TASK INSTRUCTIONS :: In the data below, find each line that contains the word "before" and copy it.

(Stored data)
--- START ---
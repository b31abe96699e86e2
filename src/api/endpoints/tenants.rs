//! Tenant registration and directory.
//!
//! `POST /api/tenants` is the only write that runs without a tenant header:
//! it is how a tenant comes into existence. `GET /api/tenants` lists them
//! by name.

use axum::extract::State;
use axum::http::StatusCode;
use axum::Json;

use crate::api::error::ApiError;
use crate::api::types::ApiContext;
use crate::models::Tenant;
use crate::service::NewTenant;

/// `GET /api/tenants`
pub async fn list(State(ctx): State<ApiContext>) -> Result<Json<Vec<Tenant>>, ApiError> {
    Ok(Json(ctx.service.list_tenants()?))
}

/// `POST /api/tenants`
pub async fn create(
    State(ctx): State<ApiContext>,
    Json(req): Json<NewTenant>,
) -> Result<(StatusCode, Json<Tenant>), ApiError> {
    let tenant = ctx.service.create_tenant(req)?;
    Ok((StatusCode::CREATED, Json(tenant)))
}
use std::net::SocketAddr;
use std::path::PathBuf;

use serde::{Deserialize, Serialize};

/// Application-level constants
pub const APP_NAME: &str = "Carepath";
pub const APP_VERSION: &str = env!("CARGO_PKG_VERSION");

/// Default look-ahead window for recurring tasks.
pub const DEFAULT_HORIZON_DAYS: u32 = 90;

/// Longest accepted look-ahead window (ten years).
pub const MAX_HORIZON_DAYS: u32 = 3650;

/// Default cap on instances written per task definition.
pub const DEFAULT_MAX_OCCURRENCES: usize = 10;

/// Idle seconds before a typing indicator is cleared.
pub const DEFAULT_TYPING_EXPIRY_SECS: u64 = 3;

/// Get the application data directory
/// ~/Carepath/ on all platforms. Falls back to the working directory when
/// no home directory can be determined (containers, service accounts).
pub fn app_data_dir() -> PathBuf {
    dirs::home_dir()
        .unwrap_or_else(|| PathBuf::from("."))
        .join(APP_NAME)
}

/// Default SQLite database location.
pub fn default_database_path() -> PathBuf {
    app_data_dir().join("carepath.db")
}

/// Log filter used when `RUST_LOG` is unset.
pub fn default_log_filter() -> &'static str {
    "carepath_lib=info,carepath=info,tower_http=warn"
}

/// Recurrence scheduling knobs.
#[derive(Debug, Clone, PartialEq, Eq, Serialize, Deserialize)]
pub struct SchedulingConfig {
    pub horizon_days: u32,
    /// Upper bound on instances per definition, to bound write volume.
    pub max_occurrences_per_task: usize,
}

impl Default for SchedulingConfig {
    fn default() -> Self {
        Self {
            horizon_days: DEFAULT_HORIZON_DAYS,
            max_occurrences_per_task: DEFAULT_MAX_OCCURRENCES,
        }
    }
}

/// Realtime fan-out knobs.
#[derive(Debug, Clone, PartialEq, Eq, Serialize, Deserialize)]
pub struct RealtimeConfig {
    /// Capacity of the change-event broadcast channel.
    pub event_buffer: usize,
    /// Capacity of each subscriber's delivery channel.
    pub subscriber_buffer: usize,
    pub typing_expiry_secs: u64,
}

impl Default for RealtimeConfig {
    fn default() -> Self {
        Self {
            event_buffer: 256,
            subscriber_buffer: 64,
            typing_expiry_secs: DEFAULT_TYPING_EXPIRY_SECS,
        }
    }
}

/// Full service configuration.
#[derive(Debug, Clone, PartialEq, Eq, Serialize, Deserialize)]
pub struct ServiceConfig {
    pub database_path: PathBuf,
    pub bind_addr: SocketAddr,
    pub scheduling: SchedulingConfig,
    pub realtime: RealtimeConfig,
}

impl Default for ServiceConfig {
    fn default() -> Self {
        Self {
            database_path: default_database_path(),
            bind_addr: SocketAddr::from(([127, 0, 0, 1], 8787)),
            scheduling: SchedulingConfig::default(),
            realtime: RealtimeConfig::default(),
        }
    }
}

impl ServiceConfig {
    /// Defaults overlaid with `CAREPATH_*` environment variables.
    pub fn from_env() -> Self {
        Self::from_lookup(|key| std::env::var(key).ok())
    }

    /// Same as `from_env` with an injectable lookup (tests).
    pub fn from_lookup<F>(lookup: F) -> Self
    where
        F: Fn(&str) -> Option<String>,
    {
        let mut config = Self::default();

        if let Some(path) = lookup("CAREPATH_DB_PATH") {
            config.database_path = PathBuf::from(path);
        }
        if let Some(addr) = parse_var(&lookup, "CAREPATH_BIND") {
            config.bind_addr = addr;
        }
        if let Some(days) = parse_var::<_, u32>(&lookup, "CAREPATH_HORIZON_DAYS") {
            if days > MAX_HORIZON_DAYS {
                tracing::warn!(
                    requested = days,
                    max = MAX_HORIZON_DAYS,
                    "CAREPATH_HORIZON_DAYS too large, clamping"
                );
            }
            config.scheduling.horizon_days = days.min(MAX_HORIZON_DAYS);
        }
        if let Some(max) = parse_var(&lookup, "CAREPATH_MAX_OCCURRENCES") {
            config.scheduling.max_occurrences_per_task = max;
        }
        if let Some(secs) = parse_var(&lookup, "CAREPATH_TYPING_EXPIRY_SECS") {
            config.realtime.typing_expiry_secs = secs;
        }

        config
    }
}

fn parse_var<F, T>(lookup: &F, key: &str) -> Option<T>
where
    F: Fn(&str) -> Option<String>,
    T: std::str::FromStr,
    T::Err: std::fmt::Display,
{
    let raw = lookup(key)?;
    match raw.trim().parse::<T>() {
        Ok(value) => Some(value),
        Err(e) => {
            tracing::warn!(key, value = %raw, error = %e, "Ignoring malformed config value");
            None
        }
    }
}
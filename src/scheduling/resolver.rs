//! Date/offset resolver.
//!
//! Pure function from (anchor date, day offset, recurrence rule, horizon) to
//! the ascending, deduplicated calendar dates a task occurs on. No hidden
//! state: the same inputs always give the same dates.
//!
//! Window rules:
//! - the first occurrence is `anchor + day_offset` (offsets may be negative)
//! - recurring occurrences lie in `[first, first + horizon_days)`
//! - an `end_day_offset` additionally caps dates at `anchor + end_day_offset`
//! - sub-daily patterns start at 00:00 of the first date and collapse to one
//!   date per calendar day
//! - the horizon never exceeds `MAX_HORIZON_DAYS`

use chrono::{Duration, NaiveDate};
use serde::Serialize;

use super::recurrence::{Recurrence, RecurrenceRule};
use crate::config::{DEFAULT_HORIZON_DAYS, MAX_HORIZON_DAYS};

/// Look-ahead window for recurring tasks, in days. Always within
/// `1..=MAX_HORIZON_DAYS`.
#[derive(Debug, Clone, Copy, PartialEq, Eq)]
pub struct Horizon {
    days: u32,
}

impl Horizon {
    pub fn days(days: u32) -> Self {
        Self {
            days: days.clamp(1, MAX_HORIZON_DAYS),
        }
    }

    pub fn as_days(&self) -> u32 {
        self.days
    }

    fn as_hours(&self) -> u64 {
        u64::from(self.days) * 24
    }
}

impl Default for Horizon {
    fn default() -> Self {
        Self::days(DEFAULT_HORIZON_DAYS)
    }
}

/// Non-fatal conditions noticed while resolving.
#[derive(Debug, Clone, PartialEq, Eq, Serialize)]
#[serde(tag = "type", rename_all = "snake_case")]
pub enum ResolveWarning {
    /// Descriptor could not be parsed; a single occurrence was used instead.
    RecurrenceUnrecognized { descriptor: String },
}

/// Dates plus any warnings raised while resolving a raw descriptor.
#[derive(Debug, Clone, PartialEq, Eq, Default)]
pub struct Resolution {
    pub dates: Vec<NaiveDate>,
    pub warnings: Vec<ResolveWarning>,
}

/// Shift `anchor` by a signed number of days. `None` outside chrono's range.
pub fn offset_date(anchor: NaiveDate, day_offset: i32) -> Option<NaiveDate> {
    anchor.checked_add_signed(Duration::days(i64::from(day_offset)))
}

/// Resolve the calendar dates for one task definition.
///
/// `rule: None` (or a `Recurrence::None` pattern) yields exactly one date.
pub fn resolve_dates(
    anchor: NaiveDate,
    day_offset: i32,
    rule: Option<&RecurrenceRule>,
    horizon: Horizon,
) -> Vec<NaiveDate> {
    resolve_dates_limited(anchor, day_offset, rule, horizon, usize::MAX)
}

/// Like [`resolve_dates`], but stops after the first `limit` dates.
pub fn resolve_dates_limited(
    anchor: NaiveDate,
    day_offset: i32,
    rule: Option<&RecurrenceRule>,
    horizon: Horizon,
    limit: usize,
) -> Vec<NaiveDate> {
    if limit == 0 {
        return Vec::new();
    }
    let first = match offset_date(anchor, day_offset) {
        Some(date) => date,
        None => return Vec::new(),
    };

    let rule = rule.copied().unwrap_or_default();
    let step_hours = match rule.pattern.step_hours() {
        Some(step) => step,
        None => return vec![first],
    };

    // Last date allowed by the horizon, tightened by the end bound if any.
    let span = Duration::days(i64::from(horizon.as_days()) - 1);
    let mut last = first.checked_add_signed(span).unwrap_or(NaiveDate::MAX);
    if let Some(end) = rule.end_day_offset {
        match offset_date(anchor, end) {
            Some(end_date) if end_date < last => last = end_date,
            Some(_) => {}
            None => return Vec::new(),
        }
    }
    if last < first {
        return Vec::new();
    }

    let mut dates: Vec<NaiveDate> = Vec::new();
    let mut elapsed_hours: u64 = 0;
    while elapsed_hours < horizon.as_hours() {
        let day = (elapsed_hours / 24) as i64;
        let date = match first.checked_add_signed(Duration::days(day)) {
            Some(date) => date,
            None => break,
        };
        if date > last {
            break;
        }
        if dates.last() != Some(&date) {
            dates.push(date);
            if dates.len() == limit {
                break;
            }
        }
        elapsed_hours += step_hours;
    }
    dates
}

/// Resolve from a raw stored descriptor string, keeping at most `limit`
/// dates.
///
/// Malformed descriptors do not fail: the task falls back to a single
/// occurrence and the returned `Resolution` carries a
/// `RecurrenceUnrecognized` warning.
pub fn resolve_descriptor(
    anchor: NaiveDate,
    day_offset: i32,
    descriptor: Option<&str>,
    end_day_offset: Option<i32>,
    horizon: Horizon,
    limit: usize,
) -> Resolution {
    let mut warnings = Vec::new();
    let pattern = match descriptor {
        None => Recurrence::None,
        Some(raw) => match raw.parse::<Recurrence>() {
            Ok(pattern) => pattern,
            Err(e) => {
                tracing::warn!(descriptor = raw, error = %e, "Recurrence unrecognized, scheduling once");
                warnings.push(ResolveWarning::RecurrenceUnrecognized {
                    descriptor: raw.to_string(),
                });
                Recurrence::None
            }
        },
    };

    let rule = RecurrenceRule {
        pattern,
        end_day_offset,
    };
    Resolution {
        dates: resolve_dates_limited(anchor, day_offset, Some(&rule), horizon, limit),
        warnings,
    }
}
--- END ---
--- START ---
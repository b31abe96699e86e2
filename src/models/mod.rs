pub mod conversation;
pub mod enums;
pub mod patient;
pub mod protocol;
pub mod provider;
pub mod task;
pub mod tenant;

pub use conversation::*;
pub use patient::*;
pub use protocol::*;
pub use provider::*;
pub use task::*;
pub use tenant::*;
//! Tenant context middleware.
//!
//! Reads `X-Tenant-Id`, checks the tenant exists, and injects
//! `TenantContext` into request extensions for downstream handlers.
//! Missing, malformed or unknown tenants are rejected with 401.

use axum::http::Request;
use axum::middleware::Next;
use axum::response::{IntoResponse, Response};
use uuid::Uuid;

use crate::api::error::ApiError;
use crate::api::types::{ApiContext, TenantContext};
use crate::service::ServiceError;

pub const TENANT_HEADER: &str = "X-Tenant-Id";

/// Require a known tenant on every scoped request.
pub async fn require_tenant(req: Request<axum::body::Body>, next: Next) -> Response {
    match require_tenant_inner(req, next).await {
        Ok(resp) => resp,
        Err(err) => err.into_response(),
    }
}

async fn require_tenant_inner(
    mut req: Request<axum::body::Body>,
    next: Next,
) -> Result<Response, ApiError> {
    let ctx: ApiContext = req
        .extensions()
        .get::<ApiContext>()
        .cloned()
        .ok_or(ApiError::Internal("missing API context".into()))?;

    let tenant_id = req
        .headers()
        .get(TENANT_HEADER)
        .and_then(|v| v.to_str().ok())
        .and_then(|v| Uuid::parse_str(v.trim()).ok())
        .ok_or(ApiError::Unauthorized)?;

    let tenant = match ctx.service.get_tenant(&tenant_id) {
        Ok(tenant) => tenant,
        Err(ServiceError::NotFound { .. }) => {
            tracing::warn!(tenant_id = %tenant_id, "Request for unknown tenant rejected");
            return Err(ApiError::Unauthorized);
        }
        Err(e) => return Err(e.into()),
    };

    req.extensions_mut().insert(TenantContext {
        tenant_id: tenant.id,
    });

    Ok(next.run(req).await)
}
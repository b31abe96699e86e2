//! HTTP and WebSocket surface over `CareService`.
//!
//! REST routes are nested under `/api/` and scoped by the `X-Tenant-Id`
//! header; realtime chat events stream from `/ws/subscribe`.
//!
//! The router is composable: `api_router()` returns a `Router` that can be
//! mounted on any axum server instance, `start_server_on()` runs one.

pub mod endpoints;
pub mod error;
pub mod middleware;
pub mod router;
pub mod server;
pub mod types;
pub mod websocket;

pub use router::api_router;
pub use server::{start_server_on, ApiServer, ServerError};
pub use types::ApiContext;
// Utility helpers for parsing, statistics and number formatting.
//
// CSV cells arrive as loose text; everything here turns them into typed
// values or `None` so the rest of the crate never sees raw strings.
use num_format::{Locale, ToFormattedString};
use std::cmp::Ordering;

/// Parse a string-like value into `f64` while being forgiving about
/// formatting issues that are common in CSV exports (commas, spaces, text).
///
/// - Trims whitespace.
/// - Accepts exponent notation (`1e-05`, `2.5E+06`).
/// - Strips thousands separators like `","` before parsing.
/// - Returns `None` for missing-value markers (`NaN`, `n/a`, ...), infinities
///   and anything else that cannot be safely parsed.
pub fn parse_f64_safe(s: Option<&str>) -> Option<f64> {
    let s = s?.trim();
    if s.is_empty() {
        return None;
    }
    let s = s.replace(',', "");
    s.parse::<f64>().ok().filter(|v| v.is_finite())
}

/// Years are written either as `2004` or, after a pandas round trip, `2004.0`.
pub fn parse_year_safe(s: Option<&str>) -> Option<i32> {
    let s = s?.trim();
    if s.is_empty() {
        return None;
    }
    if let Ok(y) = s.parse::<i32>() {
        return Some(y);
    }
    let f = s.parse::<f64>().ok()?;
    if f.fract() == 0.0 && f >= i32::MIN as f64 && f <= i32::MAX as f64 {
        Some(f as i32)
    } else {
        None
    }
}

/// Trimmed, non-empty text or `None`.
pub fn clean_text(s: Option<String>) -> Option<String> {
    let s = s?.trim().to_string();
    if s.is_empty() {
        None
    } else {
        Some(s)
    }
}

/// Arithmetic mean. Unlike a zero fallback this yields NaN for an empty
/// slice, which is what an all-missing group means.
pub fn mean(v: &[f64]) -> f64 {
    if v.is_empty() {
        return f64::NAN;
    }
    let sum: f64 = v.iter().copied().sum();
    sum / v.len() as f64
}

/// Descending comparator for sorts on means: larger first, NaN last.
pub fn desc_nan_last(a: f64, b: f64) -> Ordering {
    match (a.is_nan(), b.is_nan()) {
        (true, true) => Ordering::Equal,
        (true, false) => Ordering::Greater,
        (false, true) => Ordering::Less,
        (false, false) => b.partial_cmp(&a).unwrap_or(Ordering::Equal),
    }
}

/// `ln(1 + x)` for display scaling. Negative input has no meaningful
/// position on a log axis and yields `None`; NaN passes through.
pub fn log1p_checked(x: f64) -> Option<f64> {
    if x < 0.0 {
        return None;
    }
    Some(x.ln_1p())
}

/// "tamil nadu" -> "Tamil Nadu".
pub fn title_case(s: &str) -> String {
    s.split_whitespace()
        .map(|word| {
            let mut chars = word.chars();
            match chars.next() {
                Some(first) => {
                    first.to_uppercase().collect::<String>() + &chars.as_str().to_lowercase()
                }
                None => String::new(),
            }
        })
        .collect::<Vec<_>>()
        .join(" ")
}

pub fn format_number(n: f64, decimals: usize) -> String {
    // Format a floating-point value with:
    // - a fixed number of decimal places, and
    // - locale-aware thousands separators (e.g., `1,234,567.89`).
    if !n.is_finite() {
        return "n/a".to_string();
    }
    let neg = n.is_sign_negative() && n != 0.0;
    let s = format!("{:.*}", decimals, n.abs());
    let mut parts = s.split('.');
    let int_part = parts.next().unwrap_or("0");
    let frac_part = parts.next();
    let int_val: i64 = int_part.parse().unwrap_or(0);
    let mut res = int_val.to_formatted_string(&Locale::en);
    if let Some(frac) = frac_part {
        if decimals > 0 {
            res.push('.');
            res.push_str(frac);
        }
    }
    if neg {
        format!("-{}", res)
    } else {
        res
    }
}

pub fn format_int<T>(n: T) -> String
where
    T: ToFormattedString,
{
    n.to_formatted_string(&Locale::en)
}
--- END ---
--- START ---
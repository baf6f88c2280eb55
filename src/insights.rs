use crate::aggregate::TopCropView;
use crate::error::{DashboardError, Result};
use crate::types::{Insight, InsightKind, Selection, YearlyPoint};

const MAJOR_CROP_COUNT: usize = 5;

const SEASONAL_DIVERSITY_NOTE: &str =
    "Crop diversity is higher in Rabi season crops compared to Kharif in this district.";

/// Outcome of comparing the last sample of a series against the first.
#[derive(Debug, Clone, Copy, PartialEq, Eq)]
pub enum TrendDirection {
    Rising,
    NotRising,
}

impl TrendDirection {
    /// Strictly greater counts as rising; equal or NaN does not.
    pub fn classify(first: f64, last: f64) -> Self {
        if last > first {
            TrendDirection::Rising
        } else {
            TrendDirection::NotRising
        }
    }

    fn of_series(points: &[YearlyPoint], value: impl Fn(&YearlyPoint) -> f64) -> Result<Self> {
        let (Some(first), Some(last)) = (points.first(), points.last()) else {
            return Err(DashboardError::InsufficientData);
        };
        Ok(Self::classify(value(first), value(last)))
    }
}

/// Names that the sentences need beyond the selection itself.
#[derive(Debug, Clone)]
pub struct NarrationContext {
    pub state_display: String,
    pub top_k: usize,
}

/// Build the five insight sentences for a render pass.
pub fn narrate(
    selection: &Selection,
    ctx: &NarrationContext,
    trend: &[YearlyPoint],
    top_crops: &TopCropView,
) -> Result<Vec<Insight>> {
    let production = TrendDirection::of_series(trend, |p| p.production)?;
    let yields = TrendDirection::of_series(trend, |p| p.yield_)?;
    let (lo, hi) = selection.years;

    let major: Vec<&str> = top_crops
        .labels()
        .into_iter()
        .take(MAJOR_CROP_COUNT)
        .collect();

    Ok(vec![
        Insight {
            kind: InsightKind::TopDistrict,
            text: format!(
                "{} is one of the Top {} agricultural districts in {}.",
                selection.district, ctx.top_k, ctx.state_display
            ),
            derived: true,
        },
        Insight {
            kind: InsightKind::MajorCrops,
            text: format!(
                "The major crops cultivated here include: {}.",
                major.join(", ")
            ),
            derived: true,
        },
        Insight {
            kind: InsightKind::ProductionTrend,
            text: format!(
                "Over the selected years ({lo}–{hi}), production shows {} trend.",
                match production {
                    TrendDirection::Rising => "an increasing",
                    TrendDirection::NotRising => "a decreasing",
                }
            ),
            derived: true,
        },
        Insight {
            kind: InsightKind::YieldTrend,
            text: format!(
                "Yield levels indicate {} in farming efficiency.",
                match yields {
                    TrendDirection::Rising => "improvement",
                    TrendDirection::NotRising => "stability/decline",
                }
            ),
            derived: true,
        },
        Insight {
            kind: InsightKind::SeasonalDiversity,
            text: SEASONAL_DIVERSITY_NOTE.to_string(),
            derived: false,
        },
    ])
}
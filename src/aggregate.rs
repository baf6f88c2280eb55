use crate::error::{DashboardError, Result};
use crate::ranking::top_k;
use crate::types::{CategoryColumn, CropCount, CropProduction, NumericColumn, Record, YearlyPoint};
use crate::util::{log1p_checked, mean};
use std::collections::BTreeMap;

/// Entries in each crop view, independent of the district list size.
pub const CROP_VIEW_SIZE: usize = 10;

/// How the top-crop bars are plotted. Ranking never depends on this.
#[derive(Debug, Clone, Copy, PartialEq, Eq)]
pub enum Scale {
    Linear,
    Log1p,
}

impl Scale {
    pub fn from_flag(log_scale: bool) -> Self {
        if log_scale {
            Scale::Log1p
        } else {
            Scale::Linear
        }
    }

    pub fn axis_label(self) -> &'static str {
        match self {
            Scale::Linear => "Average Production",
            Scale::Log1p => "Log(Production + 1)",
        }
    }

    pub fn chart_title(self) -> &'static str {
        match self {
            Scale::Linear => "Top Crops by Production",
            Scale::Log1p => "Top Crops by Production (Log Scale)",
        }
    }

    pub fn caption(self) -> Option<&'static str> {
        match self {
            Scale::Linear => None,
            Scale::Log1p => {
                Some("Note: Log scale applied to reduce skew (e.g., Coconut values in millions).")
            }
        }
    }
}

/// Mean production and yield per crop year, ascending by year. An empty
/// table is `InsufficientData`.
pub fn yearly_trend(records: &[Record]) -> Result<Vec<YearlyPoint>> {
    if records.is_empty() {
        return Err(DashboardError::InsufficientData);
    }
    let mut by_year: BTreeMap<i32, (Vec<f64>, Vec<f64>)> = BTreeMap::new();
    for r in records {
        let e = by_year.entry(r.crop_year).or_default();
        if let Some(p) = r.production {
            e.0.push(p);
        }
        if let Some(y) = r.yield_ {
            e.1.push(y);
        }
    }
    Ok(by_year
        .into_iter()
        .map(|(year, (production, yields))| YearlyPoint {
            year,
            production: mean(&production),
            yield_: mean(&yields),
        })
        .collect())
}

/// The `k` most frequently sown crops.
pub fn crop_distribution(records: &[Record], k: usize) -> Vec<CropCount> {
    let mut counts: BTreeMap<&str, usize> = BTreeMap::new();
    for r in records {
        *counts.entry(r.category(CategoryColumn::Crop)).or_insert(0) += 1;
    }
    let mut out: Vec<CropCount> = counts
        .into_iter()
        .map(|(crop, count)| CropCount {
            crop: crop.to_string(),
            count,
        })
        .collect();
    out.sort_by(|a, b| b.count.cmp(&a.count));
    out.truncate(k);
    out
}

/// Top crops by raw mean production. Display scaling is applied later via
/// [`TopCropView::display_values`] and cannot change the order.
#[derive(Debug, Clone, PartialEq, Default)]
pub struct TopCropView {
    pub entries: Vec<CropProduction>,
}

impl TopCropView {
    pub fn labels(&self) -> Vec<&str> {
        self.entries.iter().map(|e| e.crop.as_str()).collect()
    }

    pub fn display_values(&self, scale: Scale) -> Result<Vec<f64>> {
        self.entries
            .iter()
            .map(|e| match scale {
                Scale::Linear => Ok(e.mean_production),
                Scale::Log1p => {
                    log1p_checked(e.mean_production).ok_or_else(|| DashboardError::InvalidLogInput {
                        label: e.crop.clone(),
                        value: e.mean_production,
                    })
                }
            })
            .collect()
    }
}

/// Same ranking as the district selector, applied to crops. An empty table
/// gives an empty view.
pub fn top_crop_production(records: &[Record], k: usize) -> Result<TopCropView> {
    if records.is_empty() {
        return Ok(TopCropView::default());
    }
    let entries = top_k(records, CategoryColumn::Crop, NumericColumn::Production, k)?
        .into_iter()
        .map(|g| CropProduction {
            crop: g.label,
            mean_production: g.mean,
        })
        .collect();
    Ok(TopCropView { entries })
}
--- END ---
FINISHED EXERCISE ::
/// Idle seconds before a typing indicator is cleared.
/// - Strips thousands separators like `","` before parsing.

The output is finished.